Package 'statip'

Title: Statistical Functions for Probability Distributions and Regression
Description: A collection of miscellaneous statistical functions for probability distributions: 'dbern()', 'pbern()', 'qbern()', 'rbern()' for the Bernoulli distribution, and 'distr2name()', 'name2distr()' for distribution names; probability density estimation: 'densityfun()'; most frequent value estimation: 'mfv()', 'mfv1()'; other statistical measures of location: 'cv()' (coefficient of variation), 'midhinge()', 'midrange()', 'trimean()'; construction of histograms: 'histo()', 'find_breaks()'; calculation of the Hellinger distance: 'hellinger()'; use of classical kernels: 'kernelfun()', 'kernel_properties()'; univariate piecewise-constant regression: 'picor()'.
Authors: Paul Poncet [aut, cre], The R Core Team [aut, cph] (C function 'BinDist' copied from package 'stats'), The R Foundation [cph] (C function 'BinDist' copied from package 'stats'), Adrian Baddeley [ctb] (C function 'BinDist' copied from package 'stats')
Maintainer: Paul Poncet <[email protected]>
License: GPL-3
Version: 0.2.3
Built: 2024-11-07 03:26:03 UTC
Source: https://github.com/paulponcet/statip

Help Index


Bandwidth calculation

Description

bandwidth computes the bandwidth to be used in the densityfun function.

Usage

bandwidth(x, rule)

Arguments

x

numeric.
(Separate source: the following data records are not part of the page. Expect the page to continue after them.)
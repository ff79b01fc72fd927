//! End-to-end tests for the publish command and the process exit contract.
//!
//! # Invariants
//! - Exit code 0 on HTTP 2xx (and dry runs), 1 on any failure.
//! - Success output includes the viewable URL containing the fixed
//!   object identifier.
//! - Failure output includes the error and, when available, the raw
//!   response body.

mod common;

use common::{kibana_cmd, kibana_cmd_with_endpoint};
use predicates::prelude::*;
use wiremock::matchers::{header, method, path};
use wiremock::{Mock, MockServer, ResponseTemplate};

#[tokio::test]
async fn test_publish_success_prints_view_url_and_exits_0() {
    let server = MockServer::start().await;

    Mock::given(method("POST"))
        .and(path(
            "/api/saved_objects/dashboard/istio-gateway-metrics-dashboard",
        ))
        .and(header("Authorization", "ApiKey test-key"))
        .and(header("kbn-xsrf", "true"))
        .respond_with(ResponseTemplate::new(200).set_body_json(serde_json::json!({
            "id": "istio-gateway-metrics-dashboard",
            "type": "dashboard"
        })))
        .expect(1)
        .mount(&server)
        .await;

    kibana_cmd_with_endpoint(&server.uri())
        .arg("publish")
        .assert()
        .code(0)
        .stdout(predicate::str::contains("Dashboard created successfully!"))
        .stdout(predicate::str::contains(
            "/app/dashboards#/view/istio-gateway-metrics-dashboard",
        ));
}

#[tokio::test]
async fn test_publish_conflict_exits_1_with_response_body() {
    let server = MockServer::start().await;

    Mock::given(method("POST"))
        .respond_with(ResponseTemplate::new(409).set_body_json(serde_json::json!({
            "statusCode": 409,
            "error": "Conflict",
            "message": "Saved object [dashboard/istio-gateway-metrics-dashboard] conflict"
        })))
        .mount(&server)
        .await;

    kibana_cmd_with_endpoint(&server.uri())
        .arg("publish")
        .assert()
        .code(1)
        .stderr(predicate::str::contains("Error creating dashboard"))
        .stderr(predicate::str::contains("Response:"))
        .stderr(predicate::str::contains("statusCode"));
}

#[test]
fn test_publish_connection_refused_exits_1() {
    kibana_cmd_with_endpoint("http://127.0.0.1:1")
        .arg("publish")
        .assert()
        .code(1)
        .stderr(predicate::str::contains("Error creating dashboard"));
}

#[test]
fn test_publish_without_endpoint_exits_1() {
    kibana_cmd()
        .env("KIBANA_API_KEY", "test-key")
        .arg("publish")
        .assert()
        .code(1)
        .stderr(predicate::str::contains("endpoint"));
}

#[test]
fn test_publish_without_api_key_exits_1() {
    kibana_cmd()
        .env("KIBANA_ENDPOINT", "https://kibana.example.com")
        .arg("publish")
        .assert()
        .code(1)
        .stderr(predicate::str::contains("API key"));
}

#[test]
fn test_dry_run_prints_document_without_config() {
    // No endpoint or API key configured: a dry run must still succeed.
    kibana_cmd()
        .args(["publish", "--dry-run"])
        .assert()
        .code(0)
        .stdout(predicate::str::contains("panelsJSON"))
        .stdout(predicate::str::contains("Istio Gateway Metrics Dashboard"));
}

#[tokio::test]
async fn test_publish_reads_config_file() {
    let server = MockServer::start().await;

    Mock::given(method("POST"))
        .and(header("Authorization", "ApiKey file-key"))
        .respond_with(ResponseTemplate::new(200).set_body_json(serde_json::json!({
            "id": "istio-gateway-metrics-dashboard",
            "type": "dashboard"
        })))
        .mount(&server)
        .await;

    let dir = tempfile::tempdir().unwrap();
    let config_path = dir.path().join("config.json");
    std::fs::write(
        &config_path,
        serde_json::json!({
            "connection": { "endpoint": server.uri() },
            "auth": { "api_key": "file-key" }
        })
        .to_string(),
    )
    .unwrap();

    kibana_cmd()
        .env("KIBANA_CONFIG_PATH", config_path.to_str().unwrap())
        .arg("publish")
        .assert()
        .code(0)
        .stdout(predicate::str::contains("Dashboard created successfully!"));
}

#[tokio::test]
async fn test_cli_endpoint_flag_overrides_env() {
    let server = MockServer::start().await;

    Mock::given(method("POST"))
        .respond_with(ResponseTemplate::new(200).set_body_json(serde_json::json!({
            "id": "istio-gateway-metrics-dashboard",
            "type": "dashboard"
        })))
        .expect(1)
        .mount(&server)
        .await;

    // Env points at a dead endpoint; the flag must win.
    kibana_cmd()
        .env("KIBANA_ENDPOINT", "http://127.0.0.1:1")
        .env("KIBANA_API_KEY", "test-key")
        .args(["--endpoint", &server.uri(), "publish"])
        .assert()
        .code(0);
}
//! Centralized constants for the Kibana publisher workspace.
//!
//! Default values used across crates to avoid magic number duplication.

/// Default HTTP request timeout in seconds.
pub const DEFAULT_TIMEOUT_SECS: u64 = 30;

/// Maximum allowed request timeout in seconds (1 hour).
pub const MAX_TIMEOUT_SECS: u64 = 3600;

/// Directory name under the platform config dir holding the config file.
pub const CONFIG_DIR_NAME: &str = "kibana-publisher";

/// File name of the JSON configuration file.
pub const CONFIG_FILE_NAME: &str = "config.json";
The data from which the estimate is to be computed.

rule

character. A rule to choose the bandwidth. See bw.nrd.

Value

A numeric value.


Coefficient of variation

Description

Compute the coefficient of variation of a numeric vector x, defined as the ratio between the standard deviation and the mean.

Usage

cv(x, na_rm = FALSE, ...)

Arguments

x

numeric. A numeric vector.

na_rm

logical. Should missing values be removed before computing the coefficient of variation?

...

Additional arguments to be passed to mean().

Value

A numeric value, the coefficient of variation.

References

https://en.wikipedia.org/wiki/Coefficient_of_variation.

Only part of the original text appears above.